Fe Adulta

Mateus 18, 21-35

Naquele tempo, Pedro aproximou-se de Jesus e perguntou-Lhe: «Se meu irmão me ofender, quantas vezes deverei perdoar-lhe? Até sete vezes?».

Jesus respondeu: «Não te digo até sete vezes, mas até setenta vezes sete.

Na verdade, o Reino de Deus pode comparar-se a um rei que quis ajustar contas com os seus servos.

Logo de começo, apresentaram-lhe um homem que devia dez mil talentos.

Não tendo com que pagar, o senhor mandou que fosse vendido, com a mulher, os filhos e tudo quanto possuía, para assim pagar a dívida.

Então, o servo prostrou-se a seus pés, dizendo: “Senhor, concede-me um prazo e tudo te pagarei”.

Cheio de compaixão, o senhor daquele servo deu-lhe a liberdade e perdoou-lhe a dívida.

Ao sair, o servo encontrou um dos seus companheiros, que lhe devia cem denários. Segurando-o, começou a apertar-lhe o pescoço, dizendo: “Paga o que me deves”.

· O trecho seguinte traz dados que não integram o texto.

// SPDX-FileCopyrightText: 2023 Phoenix R&D GmbH <hello@phnx.im>
//
// SPDX-License-Identifier: AGPL-3.0-or-later

//! The action dispatch table (§4.3, §9 "dynamic dispatch"): a fixed
//! enumeration modeled as a tagged variant rather than a free-form map, so
//! the external JSON is parsed into variant-specific records once, at
//! entry, and everything downstream is statically typed.

use serde::Deserialize;
use serde_json::Value;

use crate::identifiers::DatabaseId;
use crate::txlog::Command;

#[derive(Deserialize, Debug)]
#[serde(rename_all = "camelCase")]
pub struct ValidateKeyParams {
    /// Transported as a JSON byte array for simplicity, since the wire
    /// format itself is opaque to the server either way.
    pub decrypted_nonce: Vec<u8>,
}

#[derive(Deserialize, Debug)]
#[serde(rename_all = "camelCase")]
pub struct UpdateUserParams {
    pub username: Option<String>,
    pub email: Option<String>,
    pub profile: Option<Vec<u8>>,
    pub new_password_token: Option<Vec<u8>>,
}

#[derive(Deserialize, Debug)]
#[serde(rename_all = "camelCase")]
pub struct OpenDatabaseParams {
    pub db_id: DatabaseId,
    pub name_hash: Vec<u8>,
    pub new_database_params: Option<Vec<u8>>,
    pub reopen_at_seq_no: Option<u64>,
}

#[derive(Deserialize, Debug)]
#[serde(rename_all = "camelCase")]
pub struct WriteParams {
    pub db_id: DatabaseId,
    pub item_key: Vec<u8>,
    pub encrypted_item: Vec<u8>,
}

#[derive(Deserialize, Debug)]
#[serde(rename_all = "camelCase")]
pub struct BatchItemParams {
    pub command: Command,
    pub item_key: Vec<u8>,
    pub encrypted_item: Vec<u8>,
}

#[derive(Deserialize, Debug)]
#[serde(rename_all = "camelCase")]
pub struct BatchTransactionParams {
    pub db_id: DatabaseId,
    pub items: Vec<BatchItemParams>,
}

#[derive(Deserialize, Debug)]
#[serde(rename_all = "camelCase")]
pub struct BundleParams {
    pub db_id: DatabaseId,
    pub seq_no: u64,
    pub bundle: Vec<u8>,
}

/// The fixed action enumeration reachable from `Active` (§4.3's dispatch
/// table) plus `ValidateKey`, which is only reachable from
/// `AwaitingKeyValidation`.
#[derive(Debug)]
pub enum Action {
    ValidateKey(ValidateKeyParams),
    SignOut,
    UpdateUser(UpdateUserParams),
    DeleteUser,
    OpenDatabase(OpenDatabaseParams),
    Insert(WriteParams),
    Update(WriteParams),
    Delete(WriteParams),
    BatchTransaction(BatchTransactionParams),
    Bundle(BundleParams),
    GetPasswordSalts,
    Pong,
}

#[derive(Debug, PartialEq, Eq)]
pub struct UnknownAction;

impl Action {
    /// Parse `(action, params)` into a typed [`Action`]. An unrecognized
    /// action name, or params that don't match the named action's shape,
    /// both surface as [`UnknownAction`] — per §9's open question, this
    /// path never builds a structured `response`, only the plain-text error
    /// of §4.3.
    pub fn parse(name: &str, params: Value) -> Result<Action, UnknownAction> {
        fn from_params<T: for<'de> Deserialize<'de>>(params: Value) -> Result<T, UnknownAction> {
            serde_json::from_value(params).map_err(|_| UnknownAction)
        }

        match name {
            "ValidateKey" => Ok(Action::ValidateKey(from_params(params)?)),
            "SignOut" => Ok(Action::SignOut),
            "UpdateUser" => Ok(Action::UpdateUser(from_params(params)?)),
            "DeleteUser" => Ok(Action::DeleteUser),
            "OpenDatabase" => Ok(Action::OpenDatabase(from_params(params)?)),
            "Insert" => Ok(Action::Insert(from_params(params)?)),
            "Update" => Ok(Action::Update(from_params(params)?)),
            "Delete" => Ok(Action::Delete(from_params(params)?)),
            "BatchTransaction" => Ok(Action::BatchTransaction(from_params(params)?)),
            "Bundle" => Ok(Action::Bundle(from_params(params)?)),
            "GetPasswordSalts" => Ok(Action::GetPasswordSalts),
            "Pong" => Ok(Action::Pong),
            _ => Err(UnknownAction),
        }
    }

    pub fn name(&self) -> &'static str {
        match self {
            Action::ValidateKey(_) => "ValidateKey",
            Action::SignOut => "SignOut",
            Action::UpdateUser(_) => "UpdateUser",
            Action::DeleteUser => "DeleteUser",
            Action::OpenDatabase(_) => "OpenDatabase",
            Action::Insert(_) => "Insert",
            Action::Update(_) => "Update",
            Action::Delete(_) => "Delete",
            Action::BatchTransaction(_) => "BatchTransaction",
            Action::Bundle(_) => "Bundle",
            Action::GetPasswordSalts => "GetPasswordSalts",
            Action::Pong => "Pong",
        }
    }
}

#[cfg(test)]
mod tests {
    use super::*;

    #[test]
    fn parses_known_action_with_matching_params() {
        let params = serde_json::json!({
            "dbId": uuid::Uuid::nil(),
            "itemKey": [1, 2],
            "encryptedItem": [3, 4],
        });
        let action = Action::parse("Insert", params).unwrap();
        assert_eq!(action.name(), "Insert");
        let _ = Action::parse("Insert", Value::Null);
    }

    #[test]
    fn unknown_action_name_is_rejected() {
        assert_eq!(
            Action::parse("DoSomethingElse", Value::Null).unwrap_err(),
            UnknownAction
        );
    }

    #[test]
    fn mismatched_params_are_rejected() {
        let err = Action::parse("Insert", serde_json::json!({"nope": true})).unwrap_err();
        assert_eq!(err, UnknownAction);
    }
}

Então, o companheiro caiu a seus pés e suplicou-lhe, dizendo: “Concede-me um prazo e pagar-te-ei”.

Ele, porém, não consentiu e mandou-o prender, até que pagasse tudo quanto devia.

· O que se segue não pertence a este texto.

// SPDX-FileCopyrightText: 2023 Phoenix R&D GmbH <hello@phnx.im>
//
// SPDX-License-Identifier: AGPL-3.0-or-later

//! Key-validation nonce derivation (§4.3 handshake).
//!
//! §1 scopes key-derivation cryptography out as "a black-box primitive
//! suite"; this module is that boundary — a trait the connection core calls
//! through, plus a deterministic placeholder implementation. A production
//! deployment would swap in the teacher's `mls-assist`/`openmls`-backed HPKE
//! key agreement (see `backend/src/crypto/hpke.rs`) behind the same trait.

use sha2::{Digest, Sha256};

/// Derives a per-handshake validation nonce from a user's public key, and
/// encrypts it so that only the holder of the matching private key can
/// recover the plaintext the server retains for comparison.
pub trait KeyAgreement: Send + Sync + 'static {
    /// Returns `(plaintext_nonce, encrypted_validation_message)`.
    fn generate_validation_challenge(&self, public_key: &[u8], connection_nonce: &[u8]) -> (Vec<u8>, Vec<u8>);
}

/// A deterministic stand-in suitable for tests and for driving the
/// connection state machine end to end without a real asymmetric key
/// agreement primitive wired in. Not suitable for production: it is
/// trivially invertible by anyone who can compute SHA-256.
#[derive(Default)]
pub struct PlaceholderKeyAgreement;

impl KeyAgreement for PlaceholderKeyAgreement {
    fn generate_validation_challenge(
        &self,
        public_key: &[u8],
        connection_nonce: &[u8],
    ) -> (Vec<u8>, Vec<u8>) {
        let mut hasher = Sha256::new();
        hasher.update(public_key);
        hasher.update(connection_nonce);
        let plaintext: Vec<u8> = hasher.finalize().to_vec();
        // Stand-in "encryption": XOR with the public key, repeated to
        // length. A real implementation seals this under the user's public
        // key via HPKE so only the matching private key recovers it.
        let encrypted = plaintext
            .iter()
            .enumerate()
            .map(|(i, b)| b ^ public_key.get(i % public_key.len().max(1)).copied().unwrap_or(0))
            .collect();
        (plaintext, encrypted)
    }
}

#[cfg(test)]
mod tests {
    use super::*;

    #[test]
    fn challenge_is_deterministic_for_the_same_inputs() {
        let ka = PlaceholderKeyAgreement;
        let (p1, e1) = ka.generate_validation_challenge(b"pubkey", b"nonce");
        let (p2, e2) = ka.generate_validation_challenge(b"pubkey", b"nonce");
        assert_eq!(p1, p2);
        assert_eq!(e1, e2);
    }

    #[test]
    fn different_connection_nonces_yield_different_challenges() {
        let ka = PlaceholderKeyAgreement;
        let (p1, _) = ka.generate_validation_challenge(b"pubkey", b"nonce-a");
        let (p2, _) = ka.generate_validation_challenge(b"pubkey", b"nonce-b");
        assert_ne!(p1, p2);
    }
}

Testemunhas desta cena, os seus companheiros ficaram muito tristes e foram contar ao senhor tudo o que havia sucedido.

Então, o senhor mandou-o chamar e disse: “Servo mau, perdoei-te tudo o que me devias, porque mo pediste.

Não devias, também tu, compadecer-te do teu companheiro, como eu tive compaixão de ti?”.

E o senhor, indignado, entregou-o aos verdugos, até que pagasse tudo o que lhe devia.

Assim procederá convosco meu Pai celeste, se cada um de vós não perdoar a seu irmão de todo o coração».